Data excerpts
**********

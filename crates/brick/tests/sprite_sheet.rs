//! Sprite Sheet Integration Tests
//!
//! Drive a library instance end to end through the in-memory backend.

use std::cell::RefCell;
use std::rc::Rc;

use brick::{Brick, BrickConfig, BrickError, MemoryBackend, RootSizing};

/// Create, animate for ~100ms of 60Hz ticks, observe frame 1.
#[test]
fn test_spin_animation_reaches_second_frame() {
    let backend = MemoryBackend::new();
    let lib = Brick::new(backend.clone(), BrickConfig::default()).unwrap();
    let mut s = lib
        .sprite(0.0, 0.0, 32.0, 32.0, Some("url(sheet.png)"))
        .unwrap();

    s.set_animation("spin", vec![0, 1, 2, 3], 10.0).unwrap();
    s.use_animation("spin").unwrap();
    assert_eq!(
        s.node().style("background-position-x").as_deref(),
        Some("0px")
    );

    // Six 16.7ms ticks cross the 100ms threshold exactly once
    let mut advanced = 0;
    for _ in 0..6 {
        if s.animate(16.7).unwrap() {
            advanced += 1;
        }
    }

    assert_eq!(advanced, 1);
    assert_eq!(s.frame_index(), Some(1));
    assert_eq!(
        s.node().style("background-position-x").as_deref(),
        Some("-32px")
    );
    assert_eq!(s.node().style("background").as_deref(), Some("url(sheet.png)"));
}

/// The wall-clock path gives the same result as explicit deltas.
#[test]
fn test_tick_with_timestamps() {
    let lib = Brick::new(MemoryBackend::new(), BrickConfig::default()).unwrap();
    let mut s = lib.sprite(0.0, 0.0, 32.0, 32.0, None).unwrap();
    s.set_animation("spin", vec![0, 1, 2, 3], 10.0).unwrap();
    s.use_animation("spin").unwrap();
    s.sync_clock(0.0);

    let mut now = 0.0;
    for _ in 0..10 {
        now += 10.0;
        s.tick(now).unwrap();
    }
    assert_eq!(s.current_frame(), Some(1));
}

/// Document layout: body -> root -> entities, in creation order.
#[test]
fn test_document_structure() {
    let backend = MemoryBackend::with_viewport(1024.0, 768.0);
    let lib = Brick::new(backend.clone(), BrickConfig::default()).unwrap();

    let a = lib.entity(10.0, 10.0, 50.0, 50.0, None).unwrap();
    let b = lib.sprite(20.0, 20.0, 16.0, 16.0, None).unwrap();

    let body = backend.body_children();
    assert_eq!(body.len(), 1);
    let root = &body[0];
    assert_eq!(root.attribute("id").as_deref(), Some("dom-renderer"));
    assert_eq!(root.style("width").as_deref(), Some("1024px"));
    assert_eq!(root.children(), vec![a.node().clone(), b.node().clone()]);
}

/// Legacy sizing keeps the literal zero-size root.
#[test]
fn test_zero_sized_root() {
    let backend = MemoryBackend::with_viewport(1024.0, 768.0);
    let config = BrickConfig::default().with_root_sizing(RootSizing::Zero);
    let lib = Brick::new(backend, config).unwrap();

    assert_eq!(lib.root().width(), 0.0);
    assert_eq!(lib.root().height(), 0.0);
}

/// Unknown animations are reported by name.
#[test]
fn test_unknown_animation_is_error() {
    let lib = Brick::new(MemoryBackend::new(), BrickConfig::default()).unwrap();
    let mut s = lib.sprite(0.0, 0.0, 8.0, 8.0, None).unwrap();

    let err = s.use_animation("walk").unwrap_err();
    assert_eq!(err, BrickError::AnimationNotFound("walk".to_string()));
    assert_eq!(err.to_string(), "unknown animation: walk");
}

/// Click handlers can restyle the entity they are attached to.
#[test]
fn test_click_handler_changes_graphic() {
    let lib = Brick::new(MemoryBackend::new(), BrickConfig::default()).unwrap();
    let e = lib.entity(0.0, 0.0, 8.0, 8.0, None).unwrap();
    let e = Rc::new(RefCell::new(e));

    let target = Rc::clone(&e);
    e.borrow()
        .on("click", move |_| {
            target.borrow_mut().set_graphic("red").unwrap();
        })
        .unwrap();

    let node = e.borrow().node().clone();
    assert_eq!(node.dispatch("click"), 1);
    assert_eq!(e.borrow().graphic(), "red");
    assert_eq!(node.style("background").as_deref(), Some("red"));
}

/// Config objects from JSON drive the facade.
#[test]
fn test_config_from_json() {
    let config: BrickConfig =
        serde_json::from_str(r#"{"z_index": 3, "root_sizing": "zero"}"#).unwrap();
    let lib = Brick::new(MemoryBackend::new(), config).unwrap();
    let e = lib.entity(0.0, 0.0, 1.0, 1.0, None).unwrap();

    assert_eq!(e.z_index(), 3);
    assert_eq!(lib.root().width(), 0.0);
}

**********

All entries should be transcribed verbatim.

filename crates/brick/tests/sprite_sheet.rs
//! Sprite Sheet Integration Tests
//!
//! Drive a library instance end to end through the in-memory backend.

use std::cell::RefCell;
use std::rc::Rc;

use brick::{Brick, BrickConfig, BrickError, MemoryBackend, RootSizing};

/// Create, animate for ~100ms of 60Hz ticks, observe frame 1.
#[test]
fn test_spin_animation_reaches_second_frame() {
    let backend = MemoryBackend::new();
    let lib = Brick::new(backend.clone(), BrickConfig::default()).unwrap();
    let mut s = lib
        .sprite(0.0, 0.0, 32.0, 32.0, Some("url(sheet.png)"))
        .unwrap();

    s.set_animation("spin", vec![0, 1, 2, 3], 10.0).unwrap();
    s.use_animation("spin").unwrap();
    assert_eq!(
        s.node().style("background-position-x").as_deref(),
        Some("0px")
    );

    // Six 16.7ms ticks cross the 100ms threshold exactly once
    let mut advanced = 0;
    for _ in 0..6 {
        if s.animate(16.7).unwrap() {
            advanced += 1;
        }
    }

    assert_eq!(advanced, 1);
    assert_eq!(s.frame_index(), Some(1));
    assert_eq!(
        s.node().style("background-position-x").as_deref(),
        Some("-32px")
    );
    assert_eq!(s.node().style("background").as_deref(), Some("url(sheet.png)"));
}

/// The wall-clock path gives the same result as explicit deltas.
#[test]
fn test_tick_with_timestamps() {
    let lib = Brick::new(MemoryBackend::new(), BrickConfig::default()).unwrap();
    let mut s = lib.sprite(0.0, 0.0, 32.0, 32.0, None).unwrap();
    s.set_animation("spin", vec![0, 1, 2, 3], 10.0).unwrap();
    s.use_animation("spin").unwrap();
    s.sync_clock(0.0);

    let mut now = 0.0;
    for _ in 0..10 {
        now += 10.0;
        s.tick(now).unwrap();
    }
    assert_eq!(s.current_frame(), Some(1));
}

/// Document layout: body -> root -> entities, in creation order.
#[test]
fn test_document_structure() {
    let backend = MemoryBackend::with_viewport(1024.0, 768.0);
    let lib = Brick::new(backend.clone(), BrickConfig::default()).unwrap();

    let a = lib.entity(10.0, 10.0, 50.0, 50.0, None).unwrap();
    let b = lib.sprite(20.0, 20.0, 16.0, 16.0, None).unwrap();

    let body = backend.body_children();
    assert_eq!(body.len(), 1);
    let root = &body[0];
    assert_eq!(root.attribute("id").as_deref(), Some("dom-renderer"));
    assert_eq!(root.style("width").as_deref(), Some("1024px"));
    assert_eq!(root.children(), vec![a.node().clone(), b.node().clone()]);
}

/// Legacy sizing keeps the literal zero-size root.
#[test]
fn test_zero_sized_root() {
    let backend = MemoryBackend::with_viewport(1024.0, 768.0);
    let config = BrickConfig::default().with_root_sizing(RootSizing::Zero);
    let lib = Brick::new(backend, config).unwrap();

    assert_eq!(lib.root().width(), 0.0);
    assert_eq!(lib.root().height(), 0.0);
}

/// Unknown animations are reported by name.
#[test]
fn test_unknown_animation_is_error() {
    let lib = Brick::new(MemoryBackend::new(), BrickConfig::default()).unwrap();
    let mut s = lib.sprite(0.0, 0.0, 8.0, 8.0, None).unwrap();

    let err = s.use_animation("walk").unwrap_err();
    assert_eq!(err, BrickError::AnimationNotFound("walk".to_string()));
    assert_eq!(err.to_string(), "unknown animation: walk");
}

/// Click handlers can restyle the entity they are attached to.
#[test]
fn test_click_handler_changes_graphic() {
    let lib = Brick::new(MemoryBackend::new(), BrickConfig::default()).unwrap();
    let e = lib.entity(0.0, 0.0, 8.0, 8.0, None).unwrap();
    let e = Rc::new(RefCell::new(e));

    let target = Rc::clone(&e);
    e.borrow()
        .on("click", move |_| {
            target.borrow_mut().set_graphic("red").unwrap();
        })
        .unwrap();

    let node = e.borrow().node().clone();
    assert_eq!(node.dispatch("click"), 1);
    assert_eq!(e.borrow().graphic(), "red");
    assert_eq!(node.style("background").as_deref(), Some("red"));
}

/// Config objects from JSON drive the facade.
#[test]
fn test_config_from_json() {
    let config: BrickConfig =
        serde_json::from_str(r#"{"z_index": 3, "root_sizing": "zero"}"#).unwrap();
    let lib = Brick::new(MemoryBackend::new(), config).unwrap();
    let e = lib.entity(0.0, 0.0, 1.0, 1.0, None).unwrap();

    assert_eq!(e.z_index(), 3);
    assert_eq!(lib.root().width(), 0.0);
}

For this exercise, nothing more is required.